Normalized effects are shown for 39 ROIs for the (perturbed speech – speech) – (perturbed non-speech – baseline) contrast. Right and left hemisphere responses are indicated by light and dark bars, respectively. Black bullets adjacent to response bars denote significant ROI level effects (pFDR < 5%). The p-value in red is provided for the three ROIs for which there were specific laterality hypotheses and demonstrated significant laterality effects in the (perturbed speech – speech) – (perturbed non-speech – baseline) contrast (Figure 3; ttwo-tailed > 2.18; df = 12; p < 5% for tests on 3 ROIs).
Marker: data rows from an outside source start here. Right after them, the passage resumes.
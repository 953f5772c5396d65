//! Product feed records exchanged with the Content API
//!
//! Only the fields the workspace reads or writes are modelled. Everything
//! else the service sends survives a read-modify-write cycle through
//! [`Product::extra`].

use chrono::{DateTime, Duration, Utc};
use serde::{Deserialize, Serialize};
use serde_json::{Map, Value};

use crate::constants::PRODUCT_EXPIRATION_DAYS;
use crate::impl_string_enum_conversions;

/// Sales channel of a feed item.
#[derive(Debug, Clone, Copy, PartialEq, Eq, Hash, Serialize, Deserialize)]
#[serde(rename_all = "lowercase")]
pub enum Channel {
    Online,
    Local,
}

impl_string_enum_conversions!(Channel {
    Online => "online",
    Local => "local",
});

/// Monetary amount in the feed's string representation.
#[derive(Debug, Clone, PartialEq, Eq, Serialize, Deserialize)]
pub struct Price {
    pub value: String,
    pub currency: String,
}

/// A product as known to the shopping-content service.
#[derive(Debug, Clone, Default, PartialEq, Serialize, Deserialize)]
#[serde(rename_all = "camelCase")]
pub struct Product {
    /// REST id, `channel:contentLanguage:targetCountry:offerId`
    #[serde(skip_serializing_if = "Option::is_none")]
    pub id: Option<String>,
    #[serde(skip_serializing_if = "Option::is_none")]
    pub offer_id: Option<String>,
    #[serde(skip_serializing_if = "Option::is_none")]
    pub title: Option<String>,
    #[serde(skip_serializing_if = "Option::is_none")]
    pub description: Option<String>,
    #[serde(skip_serializing_if = "Option::is_none")]
    pub link: Option<String>,
    #[serde(skip_serializing_if = "Option::is_none")]
    pub image_link: Option<String>,
    #[serde(skip_serializing_if = "Option::is_none")]
    pub content_language: Option<String>,
    #[serde(skip_serializing_if = "Option::is_none")]
    pub target_country: Option<String>,
    #[serde(skip_serializing_if = "Option::is_none")]
    pub channel: Option<Channel>,
    #[serde(skip_serializing_if = "Option::is_none")]
    pub availability: Option<String>,
    #[serde(skip_serializing_if = "Option::is_none")]
    pub condition: Option<String>,
    #[serde(skip_serializing_if = "Option::is_none")]
    pub brand: Option<String>,
    #[serde(skip_serializing_if = "Option::is_none")]
    pub gtin: Option<String>,
    #[serde(skip_serializing_if = "Option::is_none")]
    pub mpn: Option<String>,
    #[serde(skip_serializing_if = "Option::is_none")]
    pub price: Option<Price>,
    /// `YYYY-MM-DD`
    #[serde(skip_serializing_if = "Option::is_none")]
    pub expiration_date: Option<String>,

    /// Fields not modelled above, passed through unchanged.
    #[serde(flatten)]
    pub extra: Map<String, Value>,
}

impl Product {
    /// Stamp the two fields every upload must carry: the `online` channel and
    /// an expiration date [`PRODUCT_EXPIRATION_DAYS`] after `now`.
    pub fn prepare_for_upload(&mut self, now: DateTime<Utc>) {
        self.channel = Some(Channel::Online);
        self.expiration_date = Some(expiration_date_from(now));
    }
}

/// Date-only expiration string for an upload made at `now`.
pub fn expiration_date_from(now: DateTime<Utc>) -> String {
    (now + Duration::days(PRODUCT_EXPIRATION_DAYS)).format("%Y-%m-%d").to_string()
}

/// One page of `products.list`.
#[derive(Debug, Clone, Default, PartialEq, Serialize, Deserialize)]
#[serde(rename_all = "camelCase")]
pub struct ProductsListResponse {
    #[serde(skip_serializing_if = "Option::is_none")]
    pub kind: Option<String>,
    #[serde(skip_serializing_if = "Option::is_none")]
    pub next_page_token: Option<String>,
    #[serde(default)]
    pub resources: Vec<Product>,
}
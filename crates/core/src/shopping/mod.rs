//! Google Shopping Content API integration: ports, handles and the adapter

pub mod adapter;
pub mod client;
pub mod ports;
pub mod reauthorize;
pub mod service;

pub use adapter::ShoppingClientAdapter;
pub use client::ContentClient;
pub use ports::{
    ProductsApi, RequestLogger, RequestLoggerFactory, ServiceFactory, StoreConfigProvider,
    TokenStore,
};
pub use reauthorize::ReauthorizationTarget;
pub use service::ShoppingService;
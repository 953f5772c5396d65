use std::time::Duration;

use reqwest::{Client as ReqwestClient, Method, RequestBuilder, Response};
use shopfeed_domain::constants::APPLICATION_NAME;
use shopfeed_domain::ShopFeedError;
use tracing::debug;

use crate::errors::InfraError;

/// HTTP client with a fixed timeout and user agent.
///
/// Requests are sent exactly once. Status codes are returned to the caller
/// as-is; only transport failures become errors.
#[derive(Clone, Debug)]
pub struct HttpClient {
    client: ReqwestClient,
}

impl HttpClient {
    /// Start building a new HTTP client.
    pub fn builder() -> HttpClientBuilder {
        HttpClientBuilder::default()
    }

    /// Convenience constructor with default configuration.
    pub fn new() -> Result<Self, ShopFeedError> {
        Self::builder().build()
    }

    /// Create a request builder using the underlying reqwest client.
    pub fn request<U>(&self, method: Method, url: U) -> RequestBuilder
    where
        U: reqwest::IntoUrl,
    {
        self.client.request(method, url)
    }

    /// Execute the provided request builder.
    pub async fn send(&self, builder: RequestBuilder) -> Result<Response, ShopFeedError> {
        let request = builder.build().map_err(|err| ShopFeedError::from(InfraError::from(err)))?;

        let method = request.method().clone();
        let url = request.url().clone();
        debug!(%method, %url, "sending HTTP request");

        match self.client.execute(request).await {
            Ok(response) => {
                let status = response.status();
                debug!(%method, %url, %status, "received HTTP response");
                Ok(response)
            }
            Err(err) => {
                debug!(%method, %url, error = %err, "HTTP request failed");
                Err(InfraError::from(err).into())
            }
        }
    }
}

/// Builder for [`HttpClient`].
#[derive(Debug)]
pub struct HttpClientBuilder {
    timeout: Duration,
    user_agent: Option<String>,
}

impl Default for HttpClientBuilder {
    fn default() -> Self {
        Self { timeout: Duration::from_secs(30), user_agent: None }
    }
}

impl HttpClientBuilder {
    pub fn timeout(mut self, timeout: Duration) -> Self {
        self.timeout = timeout;
        self
    }

    pub fn user_agent(mut self, agent: impl Into<String>) -> Self {
        self.user_agent = Some(agent.into());
        self
    }

    pub fn build(self) -> Result<HttpClient, ShopFeedError> {
        let agent = self.user_agent.unwrap_or_else(|| APPLICATION_NAME.to_string());
        let client = ReqwestClient::builder()
            .timeout(self.timeout)
            .user_agent(agent)
            .build().map_err(|err| ShopFeedError::from(InfraError::from(err)))?;

        Ok(HttpClient { client })
    }
}
//! # shopfeed Infrastructure
//!
//! Infrastructure implementations of core ports.
//!
//! This crate contains:
//! - The HTTP Content API products resource and service factory
//! - Configuration loading and the store-scoped config provider
//! - Session and keychain token stores
//! - Tracing bootstrap and request capture
//!
//! ## Architecture
//! - Implements traits defined in `shopfeed-core`
//! - Contains all "impure" code (HTTP, keychain, files, environment)

pub mod auth;
pub mod config;
pub mod errors;
pub mod http;
pub mod integrations;
pub mod observability;

// Re-export commonly used items
pub use auth::{KeychainTokenStore, SessionTokenStore};
pub use config::StaticConfigProvider;
pub use errors::InfraError;
pub use http::{HttpClient, HttpClientBuilder};
pub use integrations::google_shopping::{
    build_adapter, ContentApiProducts, ContentApiServiceFactory, TracingRequestLogger,
    TracingRequestLoggerFactory,
};
pub use observability::{init_tracing, LogFormat};
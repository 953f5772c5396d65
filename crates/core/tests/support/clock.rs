use std::sync::Mutex;

use chrono::{DateTime, Duration, TimeZone, Utc};
use shopfeed_core::Clock;

/// Clock frozen at a settable instant.
pub struct FixedClock {
    now: Mutex<DateTime<Utc>>,
}

impl FixedClock {
    pub fn at(now: DateTime<Utc>) -> Self {
        Self { now: Mutex::new(now) }
    }

    /// 2025-06-01 09:30:00 UTC
    pub fn default_instant() -> DateTime<Utc> {
        Utc.with_ymd_and_hms(2025, 6, 1, 9, 30, 0).unwrap()
    }

    pub fn advance(&self, by: Duration) {
        let mut now = self.now.lock().unwrap();
        *now += by;
    }
}

impl Default for FixedClock {
    fn default() -> Self {
        Self::at(Self::default_instant())
    }
}

impl Clock for FixedClock {
    fn now(&self) -> DateTime<Utc> {
        *self.now.lock().unwrap()
    }
}
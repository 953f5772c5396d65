//! Re-authorization redirect target

use shopfeed_domain::constants::STORE_ID_QUERY_PARAM;
use shopfeed_domain::{Result, ShopFeedError, StoreId};
use url::Url;

/// Host URL callers are sent to when a store's token is missing or expired.
///
/// The store id is appended as a query parameter; any query the base URL
/// already carries is kept.
#[derive(Debug, Clone, PartialEq, Eq)]
pub struct ReauthorizationTarget {
    base: Url,
}

impl ReauthorizationTarget {
    pub fn new(base: &str) -> Result<Self> {
        let base = Url::parse(base).map_err(|e| {
            ShopFeedError::Config(format!("invalid re-authorization URL '{base}': {e}"))
        })?;
        Ok(Self { base })
    }

    /// Redirect URL scoped to `store`.
    pub fn url_for(&self, store: &StoreId) -> String {
        let mut url = self.base.clone();
        url.query_pairs_mut().append_pair(STORE_ID_QUERY_PARAM, store.as_str());
        url.into()
    }

    /// Build the error that tells the caller to re-authorize `store`.
    pub fn authorization_required(&self, store: &StoreId) -> ShopFeedError {
        ShopFeedError::AuthorizationRequired {
            store_id: store.clone(),
            redirect_url: self.url_for(store),
        }
    }
}
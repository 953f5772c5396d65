//! # shopfeed Domain
//!
//! Business domain types for the shopping-feed integration.
//!
//! This crate contains:
//! - Store, credential, token and product feed types
//! - Domain error types and Result definitions
//! - Configuration structures
//! - Domain constants
//!
//! ## Architecture
//! - No dependencies on other shopfeed crates
//! - Only external dependencies allowed
//! - Pure domain models and data structures

pub mod config;
pub mod constants;
pub mod errors;
pub mod macros;
pub mod types;

// Re-export commonly used items
pub use config::*;
pub use errors::*;
pub use types::*;
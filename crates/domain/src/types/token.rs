//! OAuth access token as stored by the host after authorization
//!
//! The JSON shape matches what Google's token endpoint returns once the host
//! has stamped it with a `created` timestamp:
//!
//! ```json
//! {"access_token": "ya29...", "token_type": "Bearer", "expires_in": 3599,
//!  "created": 1700000000, "refresh_token": "1//..."}
//! ```

use std::fmt;

use chrono::{DateTime, Duration, TimeZone, Utc};
use serde::{Deserialize, Serialize};

use crate::constants::TOKEN_EXPIRY_SKEW_SECS;

/// Bearer token for the Content API, keyed by OAuth client id in the token
/// store.
#[derive(Clone, PartialEq, Eq, Serialize, Deserialize)]
pub struct AccessToken {
    pub access_token: String,

    #[serde(default = "default_token_type")]
    pub token_type: String,

    /// Lifetime in seconds, counted from `created`
    #[serde(default, skip_serializing_if = "Option::is_none")]
    pub expires_in: Option<i64>,

    /// Unix timestamp (seconds) at which the token was issued
    #[serde(default, skip_serializing_if = "Option::is_none")]
    pub created: Option<i64>,

    #[serde(default, skip_serializing_if = "Option::is_none")]
    pub refresh_token: Option<String>,

    #[serde(default, skip_serializing_if = "Option::is_none")]
    pub scope: Option<String>,
}

fn default_token_type() -> String {
    "Bearer".to_string()
}

impl AccessToken {
    /// Token issued at `created` that lives for `expires_in` seconds.
    pub fn issued_at(
        access_token: impl Into<String>,
        created: DateTime<Utc>,
        expires_in: i64,
    ) -> Self {
        Self {
            access_token: access_token.into(),
            token_type: default_token_type(),
            expires_in: Some(expires_in),
            created: Some(created.timestamp()),
            refresh_token: None,
            scope: None,
        }
    }

    /// Token without expiry metadata.
    pub fn bearer(access_token: impl Into<String>) -> Self {
        Self {
            access_token: access_token.into(),
            token_type: default_token_type(),
            expires_in: None,
            created: None,
            refresh_token: None,
            scope: None,
        }
    }

    /// Parse the JSON document kept in the token store.
    pub fn from_json(raw: &str) -> serde_json::Result<Self> {
        serde_json::from_str(raw)
    }

    /// Whether the bearer string carries anything at all.
    pub fn is_empty(&self) -> bool {
        self.access_token.trim().is_empty()
    }

    /// Absolute expiry, when the token records one that fits in a
    /// `DateTime`.
    pub fn expires_at(&self) -> Option<DateTime<Utc>> {
        let created = Utc.timestamp_opt(self.created?, 0).single()?;
        created.checked_add_signed(Duration::try_seconds(self.expires_in?)?)
    }

    /// Expired tokens are those within the skew window of `expires_at`.
    ///
    /// Tokens without expiry metadata never expire. Metadata that cannot be
    /// turned into an instant counts as expired.
    pub fn is_expired_at(&self, now: DateTime<Utc>) -> bool {
        if self.created.is_none() || self.expires_in.is_none() {
            return false;
        }

        self.expires_at()
            .and_then(|expires_at| {
                expires_at.checked_sub_signed(Duration::seconds(TOKEN_EXPIRY_SKEW_SECS))
            })
            .map_or(true, |deadline| deadline < now)
    }
}

impl fmt::Debug for AccessToken {
    fn fmt(&self, f: &mut fmt::Formatter<'_>) -> fmt::Result {
        f.debug_struct("AccessToken")
            .field("access_token", &"<redacted>")
            .field("token_type", &self.token_type)
            .field("expires_in", &self.expires_in)
            .field("created", &self.created)
            .field("has_refresh_token", &self.refresh_token.is_some())
            .finish()
    }
}
//! Error conversions for infrastructure code

pub mod conversions;

pub use conversions::InfraError;
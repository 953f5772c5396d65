//! Shared test helpers for `shopfeed-core` integration tests.
//!
//! Hand-written in-memory collaborators so adapter tests can focus on
//! behaviour instead of wiring.

#![allow(dead_code)]

pub mod clock;
pub mod collaborators;
pub mod products;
The p-value in black is provided for the remaining 36 ROIs that demonstrated significant laterality effects (ttwo-tailed > 4.34, df = 12, pFDR < 5% for tests on 36 ROIs). Abbreviations: aCO = anterior central operculum; aCg = anterior cingulate gyrus; adSTs = anterior dorsal superior temporal sulcus; aINS = anterior insula; alCB = anterior lateral cerebellum; amCB = anterior medial cerebellum; aMTg = anterior middle temporal gyrus; aSMg = anterior supramarginal gyrus; aSTg = anterior superior temporal gyrus; avSTs = anterior ventral superior temporal sulcus; Caud = caudate; DCN = deep cerebellar nucleus; FO = frontal operculum; Hg = Heschl’s gyrus; IFo = inferior frontal gyrus pars opercularis; IFt = inferior frontal gyrus pars triangularis; iplCB = inferior posterior lateral cerebellum; ipmCB = inferior posterior medial cerebellum; MTO = middle temporal occipital gyrus; Pal = pallidum; pCO = posterior central operculum; pdSTs = posterior dorsal superior temporal sulcus; pINS = posterior insula; pMTg = posterior middle temporal gyrus; PO = parietal operculum; PP = planum polare; preSMA = pre-supplementary motor area; pSMg = posterior supramarginal gyrus; pSTg = posterior superior temporal gyrus; PT = planum temporale; Put = putamen; pvSTs = posterior ventral superior temporal sulcus; splCB = superior posterior lateral cerebellum; spmCB = superior posterior medial cerebellum; SMA = supplementary motor area; Tha = thalamus; vMC = ventral motor cortex; vPMC = ventral premotor cortex; vSC = ventral somatosensory cortex.